Like chocolate, fruits come in so many different forms:

fresh fruit slices (bananas, peaches, strawberries, apples, pears, pineapples…)

whole fruits (berries)

dried fruits (apricots, figs, raisins)

juice & zest (lemon, orange, lime)

flakes (coconut)

preserves (jams and compotes)

curds (for neutralizing extra sweet pancakes)

applesauce (a healthy oil replacement in the batter)

However, fruits have another important trait – they’re very healthy and nutritious. Here is a selection of our favorite fruity pancake toppings:


Strawberries, blueberries, blackberries, cranberries… Whole berries look like pearls scattered on top of the stack and contribute a tangy note that balances the sweetness in the recipe. On top of good looks and great taste, berries are very good for you. They are very rich in immunity-boosting vitamin C, as well as antioxidant compounds which fight oxidative damage and keep you in good health!

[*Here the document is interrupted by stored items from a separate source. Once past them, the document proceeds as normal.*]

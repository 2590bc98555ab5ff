use std::path::Path;

use anyhow::{Context, Result};

use hwctx_chunk::chunker::{find_headings, find_protected_spans};
use hwctx_core::NormalizedDocument;

/// Read one markdown file as a normalized document.
///
/// The document id is the file stem; the title is the first level-1 heading
/// outside code and tables, or the stem when there is none.
pub fn load_document(path: &Path, doc_type: &str, chip: &str) -> Result<NormalizedDocument> {
    let content = std::fs::read_to_string(path)
        .with_context(|| format!("failed to read {}", path.display()))?;
    let stem = path
        .file_stem()
        .map(|s| s.to_string_lossy().into_owned())
        .with_context(|| format!("no file name in {}", path.display()))?;
    let title = first_h1(&content).unwrap_or_else(|| stem.clone());

    Ok(NormalizedDocument::new(stem, content)
        .with_type(doc_type)
        .with_chip(chip)
        .with_title(title))
}

fn first_h1(content: &str) -> Option<String> {
    let spans = find_protected_spans(content);
    find_headings(content, &spans)
        .into_iter()
        .find(|h| h.level == 1)
        .map(|h| h.title)
}

#[cfg(test)]
mod tests {
    use super::*;
    use std::io::Write;

    #[test]
    fn test_id_from_stem_and_title_from_h1() {
        let dir = tempfile::tempdir().unwrap();
        let path = dir.path().join("rm0090_spi.md");
        let mut file = std::fs::File::create(&path).unwrap();
        writeln!(file, "```\n# not a title\n```\n\n## Intro\n\n# SPI overview\n\nText.").unwrap();

        let doc = load_document(&path, "reference_manual", "STM32F407").unwrap();
        assert_eq!(doc.document_id, "rm0090_spi");
        assert_eq!(doc.title, "SPI overview");
        assert_eq!(doc.document_type, "reference_manual");
        assert_eq!(doc.chip_or_device_tag, "STM32F407");
    }

    #[test]
    fn test_title_falls_back_to_stem() {
        let dir = tempfile::tempdir().unwrap();
        let path = dir.path().join("notes.md");
        std::fs::write(&path, "plain text only").unwrap();
        assert_eq!(load_document(&path, "", "").unwrap().title, "notes");
    }

    #[test]
    fn test_missing_file_reports_path() {
        let err = load_document(Path::new("/nonexistent/x.md"), "", "").unwrap_err();
        assert!(err.to_string().contains("/nonexistent/x.md"));
    }
}
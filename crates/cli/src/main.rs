mod cli;
mod config;
mod input;
mod output;

use std::io::{BufWriter, Write};

use anyhow::{Context, Result};
use clap::Parser;
use tracing::info;

use crate::cli::CliArgs;

fn main() -> Result<()> {
    hwctx_core::load_dotenv();

    // Logs on stderr so stdout stays machine-readable
    tracing_subscriber::fmt()
        .with_env_filter(
            tracing_subscriber::EnvFilter::try_from_default_env()
                .unwrap_or_else(|_| tracing_subscriber::EnvFilter::new("warn")),
        )
        .with_target(false)
        .with_writer(std::io::stderr)
        .init();

    let args = CliArgs::parse();
    let config = config::resolve(&args)?;
    config.log_summary();

    let docs = args
        .files
        .iter()
        .map(|path| input::load_document(path, &args.doc_type, &args.chip))
        .collect::<Result<Vec<_>>>()?;

    let results = hwctx_chunk::chunk_documents(&docs, &config).context("chunking failed")?;
    info!(
        documents = docs.len(),
        chunks = results.iter().map(Vec::len).sum::<usize>(),
        "All documents chunked"
    );

    let stdout = std::io::stdout();
    let mut out = BufWriter::new(stdout.lock());
    output::write_chunks(&mut out, args.format, &docs, &results)?;
    out.flush()?;

    Ok(())
}
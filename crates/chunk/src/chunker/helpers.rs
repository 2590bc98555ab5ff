//! Line and word scanning utilities shared by the chunking stages.

/// One line of a document, without its `\n` / `\r\n` terminator.
#[derive(Debug, Clone, Copy)]
pub(crate) struct Line<'a> {
    /// Byte offset of the first character of the line.
    pub start: usize,
    pub text: &'a str,
}

impl Line<'_> {
    /// Byte offset just past the line's content (terminator excluded).
    pub fn end(&self) -> usize {
        self.start + self.text.len()
    }

    pub fn is_blank(&self) -> bool {
        self.text.trim().is_empty()
    }
}

/// Iterate the lines of `text` with absolute offsets, starting at `base`.
pub(crate) fn lines_from(text: &str, base: usize) -> impl Iterator<Item = Line<'_>> {
    let mut offset = base;
    text.split_inclusive('\n').map(move |raw| {
        let start = offset;
        offset += raw.len();
        let content = raw.strip_suffix('\n').unwrap_or(raw);
        let content = content.strip_suffix('\r').unwrap_or(content);
        Line {
            start,
            text: content,
        }
    })
}

pub(crate) fn lines(text: &str) -> impl Iterator<Item = Line<'_>> {
    lines_from(text, 0)
}

/// Number of leading whitespace bytes.
pub(crate) fn leading_ws_len(text: &str) -> usize {
    text.len() - text.trim_start().len()
}

/// Absolute offsets where a non-whitespace run begins, starting at `base`.
/// A word at the very start of `text` is included.
pub(crate) fn word_starts(text: &str, base: usize) -> Vec<usize> {
    let mut starts = Vec::new();
    let mut prev_ws = true;
    for (i, ch) in text.char_indices() {
        let ws = ch.is_whitespace();
        if !ws && prev_ws {
            starts.push(base + i);
        }
        prev_ws = ws;
    }
    starts
}

#[cfg(test)]
mod tests {
    use super::*;

    #[test]
    fn lines_carry_absolute_offsets() {
        let collected: Vec<_> = lines_from("ab\r\ncd\n\nef", 10)
            .map(|l| (l.start, l.text))
            .collect();
        assert_eq!(collected, vec![(10, "ab"), (14, "cd"), (17, ""), (18, "ef")]);
    }

    #[test]
    fn word_starts_skip_whitespace_runs() {
        assert_eq!(word_starts("one  two\nthree", 0), vec![0, 5, 9]);
        assert_eq!(word_starts("  x", 4), vec![6]);
    }

    #[test]
    fn leading_whitespace_is_measured_in_bytes() {
        assert_eq!(leading_ws_len("\n\n  text"), 4);
        assert_eq!(leading_ws_len("text"), 0);
    }
}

Adding a mashed avocado into the pancake batter will make your flapjacks extra silky and creamy. Avocado works great as a topping as well. We present the dark chocolate & avocado topping. Place two avocados in a food processor and blend until smooth. Add 1/2 cup unsweetened cocoa powder, 1/2 cup honey, 1/2 teaspoon vanilla extract, and 2 tablespoons coconut oil and blend again until smooth. This healthy topping is so rich that you can use it as a cake frosting as well! Store in the fridge for a couple of days and revisit as necessary.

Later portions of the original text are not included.